TalkTalk faces equal pay claim from former manager

A former manager at TalkTalk has brought a tribunal claim against the telecoms company, claiming she was paid 40% less than male colleagues doing the same job.

Rebecca Burke was paid a basic salary of £110,000 as part of the company’s cyber security team, put in place after it suffered a high-profile data breach.

Burke was made redundant in May 2017 and claims that three other programme directors earned salaries on average 40% higher than hers, and that they were awarded at least 50% more in bonuses.

When she lost her job in 2017, the three male colleagues kept theirs.

Her tribunal was due to begin last week but will now be heard next year after her barrister asked for a new panel to sit on the case.

Burke said of her claim: “People I trusted and respected took advantage of my hard work for two years and that hurts.

“’I can’t change what happened, but if I don’t challenge it then I’ll perpetuate an inequality that has overshadowed British business for far too long.”

A TalkTalk spokesperson said: “We strongly refute these claims and we do not tolerate gender discrimination of any sort, including with regards to pay.”
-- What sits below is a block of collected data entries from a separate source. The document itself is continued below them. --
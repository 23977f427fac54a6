// ============================================================
// Layer 4 — CSV Sample Reader
// ============================================================
// Reads a headed CSV file into Samples, one per row, in file
// order. Numeric columns (just "score") must parse as finite
// floats; every other column is kept as
// raw text, so a sentence like "1.50" reaches the tokenizer
// unchanged.
//
//   src,mt,score
//   "Das Haus ist rot.","The house is red.",0.82

use std::path::Path;

use anyhow::{bail, Context, Result};

use crate::domain::{
    sample::{Sample, SampleValue},
    traits::SampleReader,
};

pub struct CsvSampleReader {
    numeric_columns: Vec<String>,
}

impl Default for CsvSampleReader {
    fn default() -> Self {
        Self { numeric_columns: vec!["score".to_string()] }
    }
}

impl CsvSampleReader {
    /// Parse CSV content that is already in memory.
    pub fn read_from<R: std::io::Read>(&self, source: R) -> Result<Vec<Sample>> {
        let mut reader = csv::ReaderBuilder::new()
            .has_headers(true)
            .trim(csv::Trim::Headers)
            .from_reader(source);
        let headers = reader.headers().context("CSV file has no header row")?.clone();

        let mut samples = Vec::new();
        for (row, record) in reader.records().enumerate() {
            let record = record.with_context(|| format!("Malformed CSV row {}", row + 1))?;
            let mut sample = Sample::new();
            for (name, raw) in headers.iter().zip(record.iter()) {
                let value = if self.numeric_columns.iter().any(|c| c == name) {
                    match SampleValue::parse(raw) {
                        number @ SampleValue::Number(_) => number,
                        SampleValue::Text(_) => {
                            bail!("Row {}: column '{}' is not a number: '{}'", row + 1, name, raw)
                        }
                    }
                } else {
                    SampleValue::Text(raw.to_string())
                };
                sample.fields.insert(name.to_string(), value);
            }
            samples.push(sample);
        }
        Ok(samples)
    }
}

impl SampleReader for CsvSampleReader {
    fn read_samples(&self, path: &Path) -> Result<Vec<Sample>> {
        let file = std::fs::File::open(path)
            .with_context(|| format!("Cannot open data file '{}'", path.display()))?;
        let samples = self
            .read_from(file)
            .with_context(|| format!("Cannot parse '{}'", path.display()))?;
        tracing::info!("Read {} samples from '{}'", samples.len(), path.display());
        Ok(samples)
    }
}
// ============================================================
// Layer 4 — Encoded Dataset
// ============================================================
// Samples after tokenization: one id sequence per text field,
// [CLS] tokens… [SEP], truncated to the encoder's max_seq_len.
// Padding is left to the batcher, which pads each batch only
// as far as its longest sequence.
//
//   Sample { src: "…", mt: "…", score: 0.8 }
//       │  SampleEncoder
//       ▼
//   EncodedSample { src: [2, 17, 9, 3], mt: [2, 40, 3], score: 0.8 }
//
// EncodedDataset implements Burn's Dataset trait and is cheap
// to clone (shared storage), so the trainer can hand a fresh
// copy to every DataLoader it builds.

use std::{collections::BTreeMap, sync::Arc};

use anyhow::{Context, Result};
use burn::data::dataset::Dataset;
use serde::{Deserialize, Serialize};
use tokenizers::Tokenizer;

use crate::domain::{
    error::ModelError,
    sample::Sample,
};

pub const CLS_TOKEN: &str = "[CLS]";
pub const SEP_TOKEN: &str = "[SEP]";
pub const PAD_TOKEN: &str = "[PAD]";

#[derive(Debug, Clone, PartialEq, Serialize, Deserialize)]
pub struct EncodedSample {
    /// Field name → token ids, special tokens included.
    pub fields: BTreeMap<String, Vec<u32>>,
    pub score:  Option<f32>,
}

// ─── SampleEncoder ────────────────────────────────────────────────────────────
#[derive(Clone)]
pub struct SampleEncoder {
    tokenizer:   Tokenizer,
    text_fields: Vec<String>,
    max_seq_len: usize,
    cls_id:      u32,
    sep_id:      u32,
}

impl SampleEncoder {
    /// `vocab_size` and `pad_token_id` are the encoder's; the tokenizer must
    /// agree with both.
    pub fn new(
        tokenizer:    Tokenizer,
        text_fields:  &[&str],
        max_seq_len:  usize,
        vocab_size:   usize,
        pad_token_id: u32,
    ) -> Result<Self> {
        let special = |token: &str| {
            tokenizer.token_to_id(token).ok_or_else(|| {
                ModelError::InvalidConfiguration(format!("tokenizer has no {token} token"))
            })
        };
        let cls_id = special(CLS_TOKEN)?;
        let sep_id = special(SEP_TOKEN)?;
        let pad_id = special(PAD_TOKEN)?;

        if pad_id != pad_token_id {
            return Err(ModelError::InvalidConfiguration(format!(
                "tokenizer pads with id {pad_id}, encoder expects {pad_token_id}"
            ))
            .into());
        }
        let tokenizer_vocab = tokenizer.get_vocab_size(true);
        if tokenizer_vocab > vocab_size {
            return Err(ModelError::InvalidConfiguration(format!(
                "tokenizer vocabulary ({tokenizer_vocab}) exceeds encoder vocab_size ({vocab_size})"
            ))
            .into());
        }

        Ok(Self {
            tokenizer,
            text_fields: text_fields.iter().map(|f| f.to_string()).collect(),
            max_seq_len,
            cls_id,
            sep_id,
        })
    }

    /// `[CLS] tokens… [SEP]`, at most `max_seq_len` ids.
    pub fn encode_text(&self, text: &str) -> Result<Vec<u32>> {
        let encoding = self
            .tokenizer
            .encode(text, false)
            .map_err(|e| anyhow::anyhow!("Tokenisation failed: {e}"))?;
        let budget = self.max_seq_len.saturating_sub(2);

        let mut ids = Vec::with_capacity(budget + 2);
        ids.push(self.cls_id);
        ids.extend(encoding.get_ids().iter().take(budget));
        ids.push(self.sep_id);
        Ok(ids)
    }

    /// With `require_score`, a sample without a numeric score is an error.
    pub fn encode(&self, sample: &Sample, require_score: bool) -> Result<EncodedSample> {
        let mut fields = BTreeMap::new();
        for name in &self.text_fields {
            fields.insert(name.clone(), self.encode_text(&sample.text(name)?)?);
        }
        let score = sample.score().map(|s| s as f32);
        if require_score && score.is_none() {
            return Err(ModelError::MissingField("score".to_string()).into());
        }
        Ok(EncodedSample { fields, score })
    }

    pub fn encode_all(&self, samples: &[Sample], require_score: bool) -> Result<EncodedDataset> {
        let encoded = samples
            .iter()
            .enumerate()
            .map(|(i, s)| {
                self.encode(s, require_score)
                    .with_context(|| format!("Cannot encode sample {i}"))
            })
            .collect::<Result<Vec<_>>>()?;
        Ok(EncodedDataset::new(encoded))
    }
}

// ─── EncodedDataset ───────────────────────────────────────────────────────────
#[derive(Debug, Clone, Default)]
pub struct EncodedDataset {
    samples: Arc<Vec<EncodedSample>>,
}

impl EncodedDataset {
    pub fn new(samples: Vec<EncodedSample>) -> Self {
        Self { samples: Arc::new(samples) }
    }

    /// New dataset holding the samples at `indices`, in that order.
    /// Out-of-range indices are skipped.
    pub fn subset(&self, indices: &[usize]) -> Self {
        Self::new(indices.iter().filter_map(|&i| self.samples.get(i).cloned()).collect())
    }
}

impl Dataset<EncodedSample> for EncodedDataset {
    fn get(&self, index: usize) -> Option<EncodedSample> {
        self.samples.get(index).cloned()
    }

    fn len(&self) -> usize {
        self.samples.len()
    }
}

// ─── Unit Tests ───────────────────────────────────────────────────────────────
#[cfg(test)]
mod tests {
    use super::*;
    use crate::domain::sample::SampleValue;
    use crate::infra::tokenizer_store::build_word_level;

    fn encoder(max_seq_len: usize) -> SampleEncoder {
        let tokenizer = build_word_level(&["the red house".to_string()], 32).unwrap();
        SampleEncoder::new(tokenizer, &["src", "mt"], max_seq_len, 32, 0).unwrap()
    }

    fn sample(score: Option<f64>) -> Sample {
        let s = Sample::new()
            .with("src", SampleValue::Text("the house".into()))
            .with("mt", SampleValue::Text("the red red house".into()));
        match score {
            Some(v) => s.with("score", SampleValue::Number(v)),
            None => s,
        }
    }

    #[test]
    fn test_sequences_are_wrapped_and_truncated() {
        let enc = encoder(4);
        let out = enc.encode(&sample(Some(0.5)), true).unwrap();
        let (cls, sep) = (enc.cls_id, enc.sep_id);

        assert_eq!(out.fields["src"].len(), 4);
        assert_eq!(out.fields["mt"].len(), 4);
        assert_eq!(out.fields["mt"][0], cls);
        assert_eq!(*out.fields["mt"].last().unwrap(), sep);
        assert_eq!(out.score, Some(0.5));
    }

    #[test]
    fn test_score_required_for_training() {
        let enc = encoder(16);
        assert!(enc.encode(&sample(None), true).is_err());
        assert_eq!(enc.encode(&sample(None), false).unwrap().score, None);
    }

    #[test]
    fn test_tokenizer_must_fit_encoder_vocab() {
        let tokenizer = build_word_level(&["a b c d e f g".to_string()], 32).unwrap();
        assert!(SampleEncoder::new(tokenizer.clone(), &["src"], 16, 6, 0).is_err());
        assert!(SampleEncoder::new(tokenizer, &["src"], 16, 32, 1).is_err());
    }

    #[test]
    fn test_subset_keeps_requested_order() {
        let items: Vec<EncodedSample> = (0..5)
            .map(|i| EncodedSample { fields: BTreeMap::new(), score: Some(i as f32) })
            .collect();
        let ds = EncodedDataset::new(items);
        let sub = ds.subset(&[3, 1, 9]);
        assert_eq!(sub.len(), 2);
        let scores: Vec<_> = sub.iter().map(|s| s.score).collect();
        assert_eq!(scores, vec![Some(3.0), Some(1.0)]);
    }
}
“This is an ongoing case so we cannot comment any further, however we’re committed to treating all our employees fairly and we are confident there is no disparity in pay between men and women.”

According to its 2018 gender pay report, TalkTalk has an average gender pay gap of 14.6% and an average bonus gap of 31.6%.

Nick Hawkins, an associate at law firm CM Murray, said this claim reflects a growing trend towards more private sector equal pay claims.

“Whilst Rebecca Burke’s case is still to be heard in the tribunal, this is the sort of story that is likely to become increasingly common. This is partly due to the introduction of gender pay gap reporting whereby companies were obliged to publish the difference between the average hourly earnings of men and women,” he said.

“Gender pay gap reports alone do not provide sufficient information upon which to base an equal pay claim, but the publicity around the reports has served to force the issue of equal pay onto the agenda.”